PROBLEM: The word to look for is "Deserialize". Report every line of the entries below that has it.

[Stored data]
● ● ● ● ●

//! Natural-language detection of available-time expressions.
//!
//! Decides whether a free-form message mentions a time budget ("tengo 30
//! minutos", "media hora") before the recommendation engine is invoked at all.

use std::sync::OnceLock;

use regex::Regex;
use serde::{Deserialize, Serialize};

/// Result of scanning a message for a time budget.
#[derive(Debug, Clone, Copy, Default, Serialize, Deserialize, PartialEq, Eq)]
pub struct TimeIntention {
    /// Parsed minutes, when an explicit amount was found
    pub minutes: Option<u32>,
    /// Whether the message mentions available time at all
    pub mentioned: bool,
}

fn minutes_re() -> &'static Regex {
    static RE: OnceLock<Regex> = OnceLock::new();
    RE.get_or_init(|| Regex::new(r"(\d{1,3})\s*(?:min(?:utos?)?)\b").unwrap())
}

fn hours_re() -> &'static Regex {
    static RE: OnceLock<Regex> = OnceLock::new();
    RE.get_or_init(|| Regex::new(r"(\d{1,2})\s*(?:h\b|horas?\b)").unwrap())
}

/// Bare phrases that signal free time without an amount.
const FREE_TIME_PHRASES: &[&str] = &[
    "tengo tiempo",
    "tiempo libre",
    "un rato",
    "un hueco",
    "estoy libre",
];

/// Scan a message for a time budget.
///
/// Recognizes explicit amounts ("30 minutos", "2 horas"), common Spanish
/// idioms ("media hora", "un cuarto de hora", "una hora"), and bare
/// availability phrases which set `mentioned` without an amount.
pub fn detect_time_intention(message: &str) -> TimeIntention {
    let text = message.to_lowercase();

    if let Some(caps) = minutes_re().captures(&text) {
        if let Ok(minutes) = caps[1].parse::<u32>() {
            return TimeIntention {
                minutes: Some(minutes),
                mentioned: true,
            };
        }
    }

    if text.contains("cuarto de hora") {
        return TimeIntention {
            minutes: Some(15),
            mentioned: true,
        };
    }
    if text.contains("media hora") {
        return TimeIntention {
            minutes: Some(30),
            mentioned: true,
        };
    }
    if text.contains("una hora") {
        return TimeIntention {
            minutes: Some(60),
            mentioned: true,
        };
    }

    if let Some(caps) = hours_re().captures(&text) {
        if let Ok(hours) = caps[1].parse::<u32>() {
            return TimeIntention {
                minutes: Some(hours.saturating_mul(60)),
                mentioned: true,
            };
        }
    }

    if FREE_TIME_PHRASES.iter().any(|p| text.contains(p)) {
        return TimeIntention {
            minutes: None,
            mentioned: true,
        };
    }

    TimeIntention::default()
}

#[cfg(test)]
mod tests {
    use super::*;

    #[test]
    fn test_explicit_minutes() {
        let intent = detect_time_intention("Tengo 30 minutos antes de la reunión");
        assert_eq!(intent.minutes, Some(30));
        assert!(intent.mentioned);
    }

    #[test]
    fn test_abbreviated_minutes() {
        assert_eq!(detect_time_intention("solo 10 min").minutes, Some(10));
    }

    #[test]
    fn test_half_hour_idiom() {
        assert_eq!(detect_time_intention("tengo media hora").minutes, Some(30));
    }

    #[test]
    fn test_quarter_hour_idiom() {
        assert_eq!(
            detect_time_intention("me queda un cuarto de hora").minutes,
            Some(15)
        );
    }

    #[test]
    fn test_one_hour_idiom() {
        assert_eq!(detect_time_intention("tengo una hora libre").minutes, Some(60));
    }

    #[test]
    fn test_numeric_hours() {
        assert_eq!(detect_time_intention("dispongo de 2 horas").minutes, Some(120));
    }

    #[test]
    fn test_bare_availability_phrase() {
        let intent = detect_time_intention("tengo tiempo libre esta tarde");
        assert!(intent.mentioned);
        assert_eq!(intent.minutes, None);
    }

    #[test]
    fn test_no_intention() {
        let intent = detect_time_intention("¿cómo va el proyecto?");
        assert!(!intent.mentioned);
        assert_eq!(intent.minutes, None);
    }

    #[test]
    fn test_case_insensitive() {
        assert_eq!(detect_time_intention("TENGO 45 MINUTOS").minutes, Some(45));
    }
}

● ● ● ● ●

ANSWER SPACE:
use serde::{Deserialize, Serialize};
#[derive(Debug, Clone, Copy, Default, Serialize, Deserialize, PartialEq, Eq)]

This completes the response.